> What to produce:
Scan the records below and report how many lines include the string "else"; the number alone will do.

Data for review section start

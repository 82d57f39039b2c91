//! Application state - shared across all handlers.

use std::sync::Arc;

use quill_core::ports::{AuthorRepository, PostRepository};
use quill_core::services::PostService;
use quill_infra::{InMemoryAuthorRepository, InMemoryPostRepository};

#[cfg(feature = "postgres")]
use quill_infra::{DatabaseConnection, PostgresAuthorRepository, PostgresPostRepository};

use crate::config::AppConfig;

/// Shared application state.
#[derive(Clone)]
pub struct AppState {
    pub posts: PostService,
    pub page_size: u64,
    pub public_base_url: Option<String>,
    #[cfg(feature = "postgres")]
    pub db: Option<DatabaseConnection>,
}

impl AppState {
    /// Build the application state with appropriate implementations.
    pub async fn new(config: &AppConfig) -> Self {
        #[cfg(feature = "postgres")]
        let (db, posts, authors): (
            Option<DatabaseConnection>,
            Arc<dyn PostRepository>,
            Arc<dyn AuthorRepository>,
        ) = {
            if let Some(db_config) = &config.database {
                match DatabaseConnection::init(db_config).await {
                    Ok(connection) => {
                        let posts = Arc::new(PostgresPostRepository::new(connection.conn.clone()));
                        let authors =
                            Arc::new(PostgresAuthorRepository::new(connection.conn.clone()));
                        (Some(connection), posts, authors)
                    }
                    Err(e) => {
                        tracing::error!(
                            "Failed to connect to database: {}. Using in-memory fallback.",
                            e
                        );
                        let (posts, authors) = in_memory_repositories();
                        (None, posts, authors)
                    }
                }
            } else {
                tracing::warn!("DATABASE_URL not set. Running without database (in-memory mode).");
                let (posts, authors) = in_memory_repositories();
                (None, posts, authors)
            }
        };

        #[cfg(not(feature = "postgres"))]
        let (posts, authors) = {
            tracing::info!("Running without postgres feature - using in-memory repositories");
            in_memory_repositories()
        };

        tracing::info!(page_size = config.page_size, "Application state initialized");

        Self {
            posts: PostService::new(posts, authors),
            page_size: config.page_size,
            public_base_url: config.public_base_url.clone(),
            #[cfg(feature = "postgres")]
            db,
        }
    }

    /// State over explicit repositories, without a database handle.
    #[cfg(test)]
    pub fn with_repositories(
        posts: Arc<dyn PostRepository>,
        authors: Arc<dyn AuthorRepository>,
        page_size: u64,
        public_base_url: Option<String>,
    ) -> Self {
        Self {
            posts: PostService::new(posts, authors),
            page_size,
            public_base_url,
            #[cfg(feature = "postgres")]
            db: None,
        }
    }
}

/// Fresh, empty in-memory repositories sharing one author store.
pub fn in_memory_repositories() -> (Arc<dyn PostRepository>, Arc<dyn AuthorRepository>) {
    let authors = Arc::new(InMemoryAuthorRepository::new());
    let posts = Arc::new(InMemoryPostRepository::new(authors.clone()));
    (posts, authors)
}
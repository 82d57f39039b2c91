//! URL slugs for posts.

use crate::error::DomainError;

/// Longest slug accepted, matching the storage column.
pub const MAX_SLUG_LEN: usize = 250;

/// Derive a slug from a title: lowercase ASCII words joined by `-`.
pub fn slugify(title: &str) -> String {
    let slug = slug::slugify(title);
    match slug.char_indices().nth(MAX_SLUG_LEN) {
        Some((cut, _)) => slug[..cut].trim_end_matches('-').to_string(),
        None => slug,
    }
}

/// Check an explicitly supplied slug.
pub fn validate_slug(slug: &str) -> Result<(), DomainError> {
    if slug.is_empty() {
        return Err(DomainError::Validation("slug must not be empty".to_string()));
    }
    if slug.len() > MAX_SLUG_LEN {
        return Err(DomainError::Validation(format!(
            "slug must be at most {MAX_SLUG_LEN} characters"
        )));
    }
    if !slug
        .chars()
        .all(|c| c.is_ascii_lowercase() || c.is_ascii_digit() || c == '-')
    {
        return Err(DomainError::Validation(
            "slug may only contain lowercase letters, digits and '-'".to_string(),
        ));
    }
    Ok(())
}

#[cfg(test)]
mod tests {
    use super::*;

    #[test]
    fn test_slugify_title() {
        assert_eq!(
            slugify("Getting Started with Django REST Framework"),
            "getting-started-with-django-rest-framework"
        );
    }

    #[test]
    fn test_slugify_punctuation_and_accents() {
        assert_eq!(slugify("  Café: CI/CD, Done!  "), "cafe-ci-cd-done");
    }

    #[test]
    fn test_slugify_truncates() {
        let title = "word ".repeat(100);
        let slug = slugify(&title);
        assert!(slug.len() <= MAX_SLUG_LEN);
        assert!(!slug.ends_with('-'));
        assert!(validate_slug(&slug).is_ok());
    }

    #[test]
    fn test_validate_slug() {
        assert!(validate_slug("hello-world-2").is_ok());
        assert!(validate_slug("").is_err());
        assert!(validate_slug("Hello").is_err());
        assert!(validate_slug("with space").is_err());
        assert!(validate_slug("slug<>brackets").is_err());
        assert!(validate_slug(&"a".repeat(MAX_SLUG_LEN + 1)).is_err());
    }
}
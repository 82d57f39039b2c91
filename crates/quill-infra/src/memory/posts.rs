//! In-memory post repository - used when no database is configured and in tests.

use std::collections::HashMap;
use std::sync::Arc;

use async_trait::async_trait;
use tokio::sync::RwLock;
use uuid::Uuid;

use quill_core::domain::{Post, PostWithAuthor};
use quill_core::error::RepoError;
use quill_core::ports::{BaseRepository, PostRepository};
use quill_core::query::{PageRequest, PostFilter, SortOrder};

use super::InMemoryAuthorRepository;

/// In-memory post store evaluating listings with [`PostFilter::matches`].
///
/// Note: Data is lost on process restart.
pub struct InMemoryPostRepository {
    store: RwLock<HashMap<Uuid, Post>>,
    authors: Arc<InMemoryAuthorRepository>,
}

impl InMemoryPostRepository {
    pub fn new(authors: Arc<InMemoryAuthorRepository>) -> Self {
        Self {
            store: RwLock::new(HashMap::new()),
            authors,
        }
    }

    async fn joined(&self, posts: Vec<Post>) -> Vec<PostWithAuthor> {
        let authors = self.authors.snapshot().await;
        posts
            .into_iter()
            .filter_map(|post| {
                let Some(author) = authors.get(&post.author_id).cloned() else {
                    tracing::warn!(slug = %post.slug, "Skipping post without author");
                    return None;
                };
                Some(PostWithAuthor { post, author })
            })
            .collect()
    }
}

#[async_trait]
impl BaseRepository<Post, Uuid> for InMemoryPostRepository {
    async fn find_by_id(&self, id: Uuid) -> Result<Option<Post>, RepoError> {
        Ok(self.store.read().await.get(&id).cloned())
    }

    async fn save(&self, post: Post) -> Result<Post, RepoError> {
        let mut store = self.store.write().await;
        if store
            .values()
            .any(|other| other.id != post.id && other.slug == post.slug)
        {
            return Err(RepoError::Constraint(format!(
                "slug '{}' already exists",
                post.slug
            )));
        }
        store.insert(post.id, post.clone());
        Ok(post)
    }

    async fn delete(&self, id: Uuid) -> Result<(), RepoError> {
        self.store
            .write()
            .await
            .remove(&id)
            .map(|_| ())
            .ok_or(RepoError::NotFound)
    }
}

#[async_trait]
impl PostRepository for InMemoryPostRepository {
    async fn find_by_slug(&self, slug: &str) -> Result<Option<Post>, RepoError> {
        let store = self.store.read().await;
        Ok(store.values().find(|p| p.slug == slug).cloned())
    }

    async fn find_published_by_slug(
        &self,
        slug: &str,
    ) -> Result<Option<PostWithAuthor>, RepoError> {
        let Some(post) = self.find_by_slug(slug).await? else {
            return Ok(None);
        };
        if !post.is_published() {
            return Ok(None);
        }
        Ok(self.joined(vec![post]).await.pop())
    }

    async fn list_published(
        &self,
        filter: &PostFilter,
        order: SortOrder,
        page: PageRequest,
    ) -> Result<(Vec<PostWithAuthor>, u64), RepoError> {
        let posts: Vec<Post> = self.store.read().await.values().cloned().collect();
        let mut matching: Vec<PostWithAuthor> = self
            .joined(posts)
            .await
            .into_iter()
            .filter(|entry| filter.matches(entry))
            .collect();
        matching.sort_by(|a, b| order.compare(a, b));

        let total = matching.len() as u64;
        let items = matching
            .into_iter()
            .skip(page.offset() as usize)
            .take(page.page_size as usize)
            .collect();
        Ok((items, total))
    }

    async fn delete_all(&self) -> Result<u64, RepoError> {
        let mut store = self.store.write().await;
        let removed = store.len() as u64;
        store.clear();
        Ok(removed)
    }
}
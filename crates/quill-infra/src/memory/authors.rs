//! In-memory author repository.

use std::collections::HashMap;

use async_trait::async_trait;
use tokio::sync::RwLock;
use uuid::Uuid;

use quill_core::domain::Author;
use quill_core::error::RepoError;
use quill_core::ports::{AuthorRepository, BaseRepository};

/// In-memory author store. Data is lost on process restart.
pub struct InMemoryAuthorRepository {
    store: RwLock<HashMap<Uuid, Author>>,
}

impl InMemoryAuthorRepository {
    pub fn new() -> Self {
        Self {
            store: RwLock::new(HashMap::new()),
        }
    }

    pub(crate) async fn snapshot(&self) -> HashMap<Uuid, Author> {
        self.store.read().await.clone()
    }
}

impl Default for InMemoryAuthorRepository {
    fn default() -> Self {
        Self::new()
    }
}

#[async_trait]
impl BaseRepository<Author, Uuid> for InMemoryAuthorRepository {
    async fn find_by_id(&self, id: Uuid) -> Result<Option<Author>, RepoError> {
        Ok(self.store.read().await.get(&id).cloned())
    }

    async fn save(&self, author: Author) -> Result<Author, RepoError> {
        let mut store = self.store.write().await;
        if store
            .values()
            .any(|other| other.id != author.id && other.username == author.username)
        {
            return Err(RepoError::Constraint(format!(
                "username '{}' already exists",
                author.username
            )));
        }
        store.insert(author.id, author.clone());
        Ok(author)
    }

    async fn delete(&self, id: Uuid) -> Result<(), RepoError> {
        self.store
            .write()
            .await
            .remove(&id)
            .map(|_| ())
            .ok_or(RepoError::NotFound)
    }
}

#[async_trait]
impl AuthorRepository for InMemoryAuthorRepository {
    async fn find_by_username(&self, username: &str) -> Result<Option<Author>, RepoError> {
        let store = self.store.read().await;
        Ok(store.values().find(|a| a.username == username).cloned())
    }
}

Data for review section end

> Finished task:
3